He bent down, a hand brushing the other man's shoulder. Hoovering close, but not quite touching. Salazar did not let him. In a blur of motion, the man moved, quick as a snake, a foot sweeping Godric's legs under him, a hand bringing him down, bodies twisting until Gryffindor was on the ground, wide-eyed and breathless, Salazar on top of him, laughing, holding a knife to his throat.
Harry's heart was racing.
"I can't," said Salazar, "believe you fell for that trick again."
A few students cheered.
"Way to go, sir!" Glenn yelled, startling Harry with his proximity. He had not seen the white-haired boy approach, closely followed by the rest of their House.
"I think you can lower your wand, mate," Alfric whispered beside him.
"Wha – oh." Harry lowered his wand. "Thanks."
The boy patted his shoulder. "Don't worry. Gytha looked ready to rip open Gryffindor's throat with her nails, too."

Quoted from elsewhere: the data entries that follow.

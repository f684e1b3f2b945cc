use anyhow::{Context, Result};

/// Application configuration loaded from environment variables.
/// Fails at startup if required variables are missing or malformed.
#[derive(Debug, Clone)]
pub struct Config {
    pub database_url: String,
    pub port: u16,
    pub rust_log: String,
    /// Maximum number of jobs shown on the seeker dashboard.
    pub recommended_jobs_limit: usize,
    pub db_max_connections: u32,
}

impl Config {
    pub fn from_env() -> Result<Self> {
        dotenvy::dotenv().ok(); // load .env if present; ignore if missing

        Ok(Config {
            database_url: require_env("DATABASE_URL")?,
            port: parse_env("PORT", 8080)?,
            rust_log: std::env::var("RUST_LOG").unwrap_or_else(|_| "info".to_string()),
            recommended_jobs_limit: parse_env("RECOMMENDED_JOBS_LIMIT", 4)?,
            db_max_connections: parse_env("DB_MAX_CONNECTIONS", 10)?,
        })
    }
}

fn require_env(key: &str) -> Result<String> {
    std::env::var(key).with_context(|| format!("Required environment variable '{key}' is not set"))
}

fn parse_env<T>(key: &str, default: T) -> Result<T>
where
    T: std::str::FromStr,
    T::Err: std::error::Error + Send + Sync + 'static,
{
    match std::env::var(key) {
        Ok(raw) => raw
            .trim()
            .parse::<T>()
            .with_context(|| format!("{key} must be a valid number, got '{raw}'")),
        Err(_) => Ok(default),
    }
}

#[cfg(test)]
mod tests {
    use super::*;

    #[test]
    fn test_parse_env_falls_back_to_default() {
        let value: usize = parse_env("JOBSPHERE_TEST_UNSET_LIMIT", 4).unwrap();
        assert_eq!(value, 4);
    }

    #[test]
    fn test_parse_env_reads_value() {
        std::env::set_var("JOBSPHERE_TEST_PORT", " 9090 ");
        let value: u16 = parse_env("JOBSPHERE_TEST_PORT", 8080).unwrap();
        assert_eq!(value, 9090);
    }

    #[test]
    fn test_parse_env_rejects_garbage() {
        std::env::set_var("JOBSPHERE_TEST_BAD_LIMIT", "four");
        let err = parse_env::<usize>("JOBSPHERE_TEST_BAD_LIMIT", 4).unwrap_err();
        assert!(err.to_string().contains("JOBSPHERE_TEST_BAD_LIMIT"));
    }
}
mod applications;
mod company;
mod config;
mod db;
mod errors;
mod extract;
mod identity;
mod jobs;
mod matching;
mod models;
mod profiles;
mod routes;
mod seeker;
mod state;

use anyhow::Result;
use std::net::SocketAddr;
use tower_http::{cors::CorsLayer, trace::TraceLayer};
use tracing::info;
use tracing_subscriber::{layer::SubscriberExt, util::SubscriberInitExt, EnvFilter};

use crate::config::Config;
use crate::db::create_pool;
use crate::routes::build_router;
use crate::state::AppState;

#[tokio::main]
async fn main() -> Result<()> {
    // Load configuration first (fails on missing required env vars)
    let config = Config::from_env()?;

    // Initialize structured logging
    tracing_subscriber::registry()
        .with(EnvFilter::try_from_default_env().unwrap_or_else(|_| {
            EnvFilter::new(format!("{}={}", env!("CARGO_CRATE_NAME"), &config.rust_log))
        }))
        .with(tracing_subscriber::fmt::layer())
        .init();

    info!("Starting JobSphere API v{}", env!("CARGO_PKG_VERSION"));

    let db = create_pool(&config.database_url, config.db_max_connections).await?;
    info!(
        "Recommending up to {} jobs per seeker dashboard",
        config.recommended_jobs_limit
    );

    let state = AppState {
        db,
        config: config.clone(),
    };

    let app = build_router(state)
        .layer(TraceLayer::new_for_http())
        .layer(CorsLayer::permissive()); // TODO: restrict origins once the frontend host is fixed

    let addr: SocketAddr = format!("0.0.0.0:{}", config.port).parse()?;
    info!("Listening on {addr}");

    let listener = tokio::net::TcpListener::bind(addr).await?;
    axum::serve(listener, app).await?;

    Ok(())
}
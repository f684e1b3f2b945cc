//! Axum route handlers for job seekers.

use std::collections::HashSet;

use axum::{
    extract::State,
    http::StatusCode,
    Json,
};
use serde::Serialize;
use tracing::info;
use uuid::Uuid;

use crate::applications::{self, store as application_store};
use crate::errors::{AppError, OrConflict};
use crate::extract::{AppPath, AppQuery};
use crate::identity::SeekerProfile;
use crate::jobs::store as job_store;
use crate::matching::filters::{filter_by_status, filter_jobs, recommend_jobs, JobFilter, StatusFilter};
use crate::matching::stats::{seeker_stats, SeekerStats};
use crate::matching::views::{JobCard, SeekerApplicationCard};
use crate::models::application::ApplicationRow;
use crate::state::AppState;

#[derive(Debug, Serialize)]
pub struct SeekerDashboardResponse {
    pub full_name: String,
    pub stats: SeekerStats,
    pub recommended_jobs: Vec<JobCard>,
}

fn applied_job_ids(applications: &[ApplicationRow]) -> HashSet<Uuid> {
    applications.iter().map(|a| a.job_id).collect()
}

/// GET /api/v1/seeker/dashboard
pub async fn handle_dashboard(
    State(state): State<AppState>,
    SeekerProfile(profile): SeekerProfile,
) -> Result<Json<SeekerDashboardResponse>, AppError> {
    let applications = application_store::list_for_applicant(&state.db, profile.id).await?;
    let listings = job_store::list_active_listings(&state.db).await?;

    let applied = applied_job_ids(&applications);
    let recommended_jobs = recommend_jobs(
        &listings,
        &profile.skills,
        state.config.recommended_jobs_limit,
    )
    .iter()
    .map(|listing| JobCard::for_seeker(listing, &applied))
    .collect();

    Ok(Json(SeekerDashboardResponse {
        full_name: profile.full_name,
        stats: seeker_stats(&applications),
        recommended_jobs,
    }))
}

/// GET /api/v1/jobs?search=&job_type=&location=
pub async fn handle_browse_jobs(
    State(state): State<AppState>,
    SeekerProfile(profile): SeekerProfile,
    AppQuery(filter): AppQuery<JobFilter>,
) -> Result<Json<Vec<JobCard>>, AppError> {
    let applications = application_store::list_for_applicant(&state.db, profile.id).await?;
    let listings = job_store::list_active_listings(&state.db).await?;

    let applied = applied_job_ids(&applications);
    let cards = filter_jobs(&listings, &filter)
        .iter()
        .map(|listing| JobCard::for_seeker(listing, &applied))
        .collect();
    Ok(Json(cards))
}

/// GET /api/v1/jobs/:id
pub async fn handle_get_job(
    State(state): State<AppState>,
    SeekerProfile(profile): SeekerProfile,
    AppPath(job_id): AppPath<Uuid>,
) -> Result<Json<JobCard>, AppError> {
    let listing = job_store::find_active_listing(&state.db, job_id)
        .await?
        .ok_or_else(|| AppError::NotFound(format!("Job {job_id} not found")))?;
    let applications = application_store::list_for_applicant(&state.db, profile.id).await?;

    Ok(Json(JobCard::for_seeker(&listing, &applied_job_ids(&applications))))
}

/// POST /api/v1/jobs/:id/apply
pub async fn handle_apply(
    State(state): State<AppState>,
    SeekerProfile(profile): SeekerProfile,
    AppPath(job_id): AppPath<Uuid>,
) -> Result<(StatusCode, Json<ApplicationRow>), AppError> {
    job_store::find_active_listing(&state.db, job_id)
        .await?
        .ok_or_else(|| AppError::NotFound(format!("Job {job_id} not found")))?;

    let application = application_store::insert_application(&state.db, job_id, profile.id)
        .await
        .or_conflict("You have already applied to this job")?;

    info!(
        "Profile {} applied to job {} (application {})",
        profile.id, job_id, application.id
    );
    Ok((StatusCode::CREATED, Json(application)))
}

/// GET /api/v1/seeker/applications?status=
pub async fn handle_my_applications(
    State(state): State<AppState>,
    SeekerProfile(profile): SeekerProfile,
    AppQuery(filter): AppQuery<StatusFilter>,
) -> Result<Json<Vec<SeekerApplicationCard>>, AppError> {
    let applications = applications::load_seeker_applications(&state.db, profile.id).await?;
    let cards = filter_by_status(&applications, filter.status)
        .iter()
        .map(SeekerApplicationCard::from)
        .collect();
    Ok(Json(cards))
}
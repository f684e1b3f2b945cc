//! Row builders shared by unit tests.

use chrono::{Duration, Utc};
use uuid::Uuid;

use crate::models::application::{ApplicationDetail, ApplicationRow, ApplicationStatus};
use crate::models::job::{JobRow, JobType, JobWithCompanyRow};
use crate::models::profile::{ProfileRow, UserType};

pub fn profile(user_type: UserType, name: &str, skills: &[&str]) -> ProfileRow {
    ProfileRow {
        id: Uuid::new_v4(),
        user_type,
        full_name: name.to_string(),
        email: format!("{}@example.com", name.to_lowercase().replace(' ', ".")),
        company_name: String::new(),
        skills: skills.iter().map(|s| s.to_string()).collect(),
        experience: String::new(),
        created_at: Utc::now(),
        updated_at: Utc::now(),
    }
}

pub fn job(title: &str, required: &[&str]) -> JobRow {
    JobRow {
        id: Uuid::new_v4(),
        company_id: Uuid::new_v4(),
        title: title.to_string(),
        description: format!("{title} role"),
        location: "Berlin".to_string(),
        job_type: JobType::FullTime,
        required_skills: required.iter().map(|s| s.to_string()).collect(),
        is_active: true,
        created_at: Utc::now(),
        updated_at: Utc::now(),
    }
}

pub fn listing(job: JobRow, company_name: &str) -> JobWithCompanyRow {
    JobWithCompanyRow {
        job,
        company_full_name: "Pat Recruiter".to_string(),
        company_name: company_name.to_string(),
    }
}

pub fn detail(
    job: &JobRow,
    applicant: ProfileRow,
    status: ApplicationStatus,
    age_days: i64,
) -> ApplicationDetail {
    let applied_at = Utc::now() - Duration::days(age_days);
    ApplicationDetail {
        application: ApplicationRow {
            id: Uuid::new_v4(),
            job_id: job.id,
            applicant_id: applicant.id,
            status,
            applied_at,
            updated_at: applied_at,
        },
        job: job.clone(),
        applicant,
    }
}
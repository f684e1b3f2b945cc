use std::fmt;
use std::str::FromStr;

use chrono::{DateTime, Utc};
use serde::{Deserialize, Serialize};
use sqlx::FromRow;
use uuid::Uuid;

use crate::models::UnknownVariant;

/// Employment type of a posting, stored as its display label.
#[derive(Debug, Clone, Copy, PartialEq, Eq, Serialize, Deserialize)]
pub enum JobType {
    #[serde(rename = "Full-time")]
    FullTime,
    #[serde(rename = "Part-time")]
    PartTime,
    Contract,
    Internship,
    Remote,
}

impl JobType {
    pub fn as_str(&self) -> &'static str {
        match self {
            JobType::FullTime => "Full-time",
            JobType::PartTime => "Part-time",
            JobType::Contract => "Contract",
            JobType::Internship => "Internship",
            JobType::Remote => "Remote",
        }
    }
}

impl fmt::Display for JobType {
    fn fmt(&self, f: &mut fmt::Formatter<'_>) -> fmt::Result {
        f.write_str(self.as_str())
    }
}

impl FromStr for JobType {
    type Err = UnknownVariant;

    fn from_str(s: &str) -> Result<Self, Self::Err> {
        match s {
            "Full-time" => Ok(JobType::FullTime),
            "Part-time" => Ok(JobType::PartTime),
            "Contract" => Ok(JobType::Contract),
            "Internship" => Ok(JobType::Internship),
            "Remote" => Ok(JobType::Remote),
            other => Err(UnknownVariant {
                kind: "job_type",
                value: other.to_string(),
            }),
        }
    }
}

impl TryFrom<String> for JobType {
    type Error = UnknownVariant;

    fn try_from(value: String) -> Result<Self, Self::Error> {
        value.parse()
    }
}

#[derive(Debug, Clone, Serialize, Deserialize, FromRow)]
pub struct JobRow {
    pub id: Uuid,
    pub company_id: Uuid,
    pub title: String,
    pub description: String,
    pub location: String,
    #[sqlx(try_from = "String")]
    pub job_type: JobType,
    pub required_skills: Vec<String>,
    pub is_active: bool,
    pub created_at: DateTime<Utc>,
    pub updated_at: DateTime<Utc>,
}

/// A job together with the owning company's names, as listed to seekers.
#[derive(Debug, Clone, Serialize, Deserialize, FromRow)]
pub struct JobWithCompanyRow {
    #[sqlx(flatten)]
    pub job: JobRow,
    pub company_full_name: String,
    pub company_name: String,
}
use sqlx::PgPool;
use uuid::Uuid;

use crate::models::job::{JobRow, JobType, JobWithCompanyRow};

const LISTING_SELECT: &str = r#"
    SELECT j.*, p.full_name AS company_full_name, p.company_name AS company_name
    FROM jobs j
    JOIN profiles p ON p.id = j.company_id
"#;

pub struct NewJob<'a> {
    pub title: &'a str,
    pub description: &'a str,
    pub location: &'a str,
    pub job_type: JobType,
    pub required_skills: &'a [String],
}

/// Partial update of a posting. `None` leaves the column unchanged.
#[derive(Default)]
pub struct JobUpdate<'a> {
    pub title: Option<&'a str>,
    pub description: Option<&'a str>,
    pub location: Option<&'a str>,
    pub job_type: Option<JobType>,
    pub required_skills: Option<&'a [String]>,
    pub is_active: Option<bool>,
}

/// Inserts a new, active posting owned by `company_id`.
pub async fn insert_job(
    pool: &PgPool,
    company_id: Uuid,
    new: NewJob<'_>,
) -> Result<JobRow, sqlx::Error> {
    sqlx::query_as::<_, JobRow>(
        r#"
        INSERT INTO jobs (company_id, title, description, location, job_type, required_skills, is_active)
        VALUES ($1, $2, $3, $4, $5, $6, TRUE)
        RETURNING *
        "#,
    )
    .bind(company_id)
    .bind(new.title)
    .bind(new.description)
    .bind(new.location)
    .bind(new.job_type.as_str())
    .bind(new.required_skills)
    .fetch_one(pool)
    .await
}

/// All of a company's postings, active or not, newest first.
pub async fn list_company_jobs(pool: &PgPool, company_id: Uuid) -> Result<Vec<JobRow>, sqlx::Error> {
    sqlx::query_as::<_, JobRow>(
        "SELECT * FROM jobs WHERE company_id = $1 ORDER BY created_at DESC",
    )
    .bind(company_id)
    .fetch_all(pool)
    .await
}

/// Every active posting with its company's names, newest first.
pub async fn list_active_listings(pool: &PgPool) -> Result<Vec<JobWithCompanyRow>, sqlx::Error> {
    let sql = format!("{LISTING_SELECT} WHERE j.is_active = TRUE ORDER BY j.created_at DESC");
    sqlx::query_as::<_, JobWithCompanyRow>(&sql)
        .fetch_all(pool)
        .await
}

pub async fn find_active_listing(
    pool: &PgPool,
    job_id: Uuid,
) -> Result<Option<JobWithCompanyRow>, sqlx::Error> {
    let sql = format!("{LISTING_SELECT} WHERE j.id = $1 AND j.is_active = TRUE");
    sqlx::query_as::<_, JobWithCompanyRow>(&sql)
        .bind(job_id)
        .fetch_optional(pool)
        .await
}

/// Listings by id regardless of active flag, for showing past applications.
pub async fn find_listings_by_ids(
    pool: &PgPool,
    ids: &[Uuid],
) -> Result<Vec<JobWithCompanyRow>, sqlx::Error> {
    let sql = format!("{LISTING_SELECT} WHERE j.id = ANY($1)");
    sqlx::query_as::<_, JobWithCompanyRow>(&sql)
        .bind(ids)
        .fetch_all(pool)
        .await
}

/// Applies `update` to a posting owned by `company_id`.
/// Returns `None` when no such posting belongs to the company.
pub async fn update_job(
    pool: &PgPool,
    company_id: Uuid,
    job_id: Uuid,
    update: JobUpdate<'_>,
) -> Result<Option<JobRow>, sqlx::Error> {
    sqlx::query_as::<_, JobRow>(
        r#"
        UPDATE jobs
        SET title = COALESCE($1, title),
            description = COALESCE($2, description),
            location = COALESCE($3, location),
            job_type = COALESCE($4, job_type),
            required_skills = COALESCE($5, required_skills),
            is_active = COALESCE($6, is_active),
            updated_at = NOW()
        WHERE id = $7 AND company_id = $8
        RETURNING *
        "#,
    )
    .bind(update.title)
    .bind(update.description)
    .bind(update.location)
    .bind(update.job_type.map(|t| t.as_str()))
    .bind(update.required_skills)
    .bind(update.is_active)
    .bind(job_id)
    .bind(company_id)
    .fetch_optional(pool)
    .await
}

"I did not – " Harry muttered.
The look his friend sent him was one of profound scepticism. And because he was a complacent bastard at times, Alfric gave a non-committal 'hmm' that somehow conveyed the right amount of disbelief to masquerade as a polite sound.
"Shut up," Harry told him.
A quiet laugh, a wink, and the boy walked away.
Salazar was still straddling Godric.
" – know? And since when do you carry weapons around?"
Salazar twirled the dagger in his hands, taking it away from Godric's throat. "This is yours, I believe. I wasn't certain that you still carried it inside your boots."
"I never go without it," Godric retorted. "It's a gift from a deceptive jerk of a friend. Complete bastard, but he's got his moments."
"I'm not above kicking a defenceless man, Godric." Salazar rose in one fluid motion, letting the knife fall onto Gryffindor's chest. "Up, Gryffindor. There are matters that require our attention."
Godric jumped on his feet. "Is something wrong?"
There was a pause in activity, students abandoning all pretence of discretion to eavesdrop openly.
"Rowena is sick," said Salazar, voice dropping.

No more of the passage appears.